A summary of regional patterns of directions of cross bedding in the Bethany Falls, Winterset, Westerville, Drum, Wyandotte, and Plattsburg and Stanton limestones is shown in Figures 10 to 15. Arrows represent vector resultants for all measurements at a given locality; a circular histogram shows the frequency distribution and modes for all measurements from each unit. Several striking characteristics of directions of cross bedding are evident. In each unit a bimodal distribution is present with principal modes ranging between 219° and 238° and secondary modes between 25° and 62.° The primary and secondary modes are, therefore, nearly 180° degrees apart. The framework of primary sedimentary structures in each limestone is essentially the same, even though the formations are distributed throughout a thickness of 350 feet and represent possibly 12 cycles of sedimentation. In general, cross bedding is symmetrically distributed about the mode, although in the Winterset and Westerville limestones there appears to be considerable scatter. The strongest central tendency seemingly is in the Bethany Falls and Drum limestones where the greatest number of measurements was obtained.
Figure 10--Directions of cross bedding in the Bethany Falls Limestone Member.
Figure 11--Directions of cross bedding in the Winterset Limestone Member.
Figure 12--Directions of cross bedding in the Westerville Limestone Member.
Figure 13--Directions of cross bedding in the Drum Limestone.
Figure 14--Directions of cross bedding in the Wyandotte Limestone.
Figure 15--Directions of cross bedding in the Plattsburg and Stanton limestones.
Bimodal distribution of directions of cross bedding is not only well expressed in the regional summaries but also is readily apparent in outcrops. This is especially true where plan view of the structure is exposed in some stream beds and quarries. An excellent example is an exposure in a creek bed in southern Allen County (Fig. 5). Of the 22 sets exposed, seven dip within a 60° arc to the northeast and 16 within a 90° arc to the southwest. The primary mode is S 54° W and the secondary mode is N 58° E. There are slightly more than twice as many sets dipping to the southwest as to the northeast. There is, therefore, a strong preferred orientation and remarkable symmetry in the current structures at this outcrop with no directions to the northwest or southeast.
Although only a few outcrops have horizontal sections through sets of cross strata, enough were found to substantiate the pattern of directions of cross bedding shown in Figure 4. Moreover, at a given locality, the bimodal distribution is clear from the cross bedding direction measured at random throughout the exposure.
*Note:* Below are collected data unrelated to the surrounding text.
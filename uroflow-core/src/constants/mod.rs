//! Constants for Uroflow Core
//!
//! Centralized, documented defaults for every tunable used by the engine.
//! [`crate::config::EngineConfig::default`] is built entirely from these
//! values, so a deployment that wants different thresholds passes an explicit
//! configuration object instead of editing globals.
//!
//! ## Organization
//!
//! - **Fusion**: channel gating, uncertainty model, smoothing
//! - **Events**: voiding onset/offset thresholds and ROI gating
//! - **Quality**: penalty caps and classification bands
//!
//! ## Usage Guidelines
//!
//! 1. Always use these constants instead of magic numbers
//! 2. Include units in the name (`_MM`, `_ML_S`, `_S`)
//! 3. The on-device approximation must use the same values; change them
//!    here and in the mobile client together

/// Level fusion, volume conversion and flow differentiation parameters.
pub mod fusion;

/// Event boundary detection thresholds.
pub mod events;

/// Quality scoring penalties and classification thresholds.
pub mod quality;

pub use fusion::{
    DEFAULT_MIN_DEPTH_CONFIDENCE, DEPTH_BASE_SIGMA_MM, RGB_BASE_SIGMA_MM,
    FLOW_SMOOTHING_WINDOW, MAX_BRIDGEABLE_GAP_S,
};

pub use events::{START_THRESHOLD_ML_S, STOP_THRESHOLD_ML_S, ROI_GATE_MIN_RATIO};

pub use quality::{
    QUALITY_SCORE_MAX, REJECT_SCORE, VALID_SCORE, REJECT_ROI_RATIO, REPEAT_ROI_RATIO,
    REPEAT_LOW_CONFIDENCE_RATIO,
};
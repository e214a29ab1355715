//! JSON Front Door for the Uroflow Engine
//!
//! ## Overview
//!
//! `uroflow-core` works on typed captures and never sees JSON. This crate is
//! the boundary where untyped uploads become typed values:
//!
//! ```text
//!  JSON upload ──> contract::validate_payload ──> CapturePayload ──> uroflow_core::analyze
//!                         │                             │
//!                         └─ ContractError              └─ report::CaptureReport
//!
//!  JSON config ──> config_from_json ──> EngineConfig (validated)
//! ```
//!
//! A rejected contract stops the request before any numeric stage runs.
//! Everything the engine returns serializes back to JSON with `serde_json`,
//! and identical inputs produce byte-identical output.
//!
//! ## Usage
//!
//! ```rust,no_run
//! use uroflow_contract::{analyze_json, config_from_json};
//!
//! let upload: serde_json::Value = serde_json::from_str(r#"{ "schema_version": "ios_capture_v1" }"#).unwrap();
//! let config = config_from_json(r#"{ "events": { "start_threshold_ml_s": 0.6 } }"#).unwrap();
//! match analyze_json(&upload, &config) {
//!     Ok(analysis) => println!("{}", analysis.status().as_str()),
//!     Err(err) => eprintln!("rejected: {}", err),
//! }
//! ```

#![deny(unsafe_code)]
#![warn(missing_docs)]

pub mod contract;
pub mod report;

pub use contract::validate_payload;
pub use report::{CaptureReport, CaptureWarning};

use log::debug;
use serde_json::Value;
use thiserror_no_std::Error;
use uroflow_core::{
    analyze, CaptureAnalysis, ConfigError, ContractResult, EngineConfig, EngineResult,
};

/// Failure to load an engine configuration
#[derive(Error, Debug, Clone, PartialEq)]
pub enum LoadError {
    /// The text is not a JSON engine configuration
    #[error("invalid configuration JSON: {0}")]
    Json(String),

    /// The configuration parsed but is internally inconsistent
    #[error("inconsistent configuration: {0}")]
    Config(#[from] ConfigError),
}

/// Validate a JSON upload and analyze it.
pub fn analyze_json(document: &Value, config: &EngineConfig) -> EngineResult<CaptureAnalysis> {
    let payload = validate_payload(document)?;
    analyze(&payload, config)
}

/// Validate a JSON upload and summarize it without running the engine.
pub fn inspect(document: &Value) -> ContractResult<CaptureReport> {
    validate_payload(document).map(|payload| CaptureReport::from_payload(&payload))
}

/// Parse and validate an engine configuration.
///
/// Missing sections and fields keep their defaults.
pub fn config_from_json(text: &str) -> Result<EngineConfig, LoadError> {
    let config: EngineConfig =
        serde_json::from_str(text).map_err(|err| LoadError::Json(err.to_string()))?;
    config.validate()?;
    debug!("config: loaded engine configuration");
    Ok(config)
}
The major exception to the definite bimodal distribution is in the Drum Limestone in the vicinity of Independence, Kansas. In a large cement-plant quarry, a strong unidirectional orientation with only minor reversals was observed (Fig. 16). The strong preferred dip to the southwest is obvious at nearly every locality. This produces an illusion that the cross bedding is extremely large-scale inasmuch as the textural variation between sets of strata is commonly less than that between the individual layers. Elsewhere in the Drum, however, bimodal distribution is present so that the summary frequency diagram for the entire formation is similar to the other limestone units studied.
Figure 16--Map showing directions of cross bedding in the Drum Limestone exposed in cement plant quarries sec. 5, T. 33 S., R. 16 E., near Independence, Kansas. One hundred sixty-eight measurements were taken at 32 wall localities selected at random. Length of arrows proportional to number of measurements. Note strong primary mode to southwest expressed in summary rose diagram.
Megaripples in the Winterset limestone also have a strong preferred orientation in which the crests of the ripples are roughly perpendicular to the two modes of cross-bedding directions. In three localities where numerous megaripples are exposed on the floors of quarries, strike of the crests is N 30° W (Fig. 7, 11).
If measurements of directions of cross bedding in all limestones studied are considered, the bimodal distribution is stronger and the symmetry about the mode is greater (Fig. 17). The depositional framework of each limestone formation is essentially the same, consisting of a primary direction to the southwest and a secondary direction 180° out of phase to the northeast.
Figure 17--Summary map showing cross-bedding directions in all limestones studied. Note bimodal distribution and symmetry of rose diagram.
Cross bedding in sandstone units associated with these deposits is unimodal in contrast to the bimodal distribution of cross bedding in the marine limestones of the Kansas City Group, with the direction of sediment transport to the southwest throughout most of Kansas and to the north and northwest throughout Oklahoma. Figure 18 is a compilation of data obtained from the Douglas Group of Kansas (Bower, 1961), the Vamoosa Formation in Oklahoma (Hicks, 1962) and the Englevale Sandstone Member (Marmaton Group) of Kansas (Howard, 1959), together with the cross-bedding measurements obtained by me from sandstone and siltstone units of the Kansas City Group.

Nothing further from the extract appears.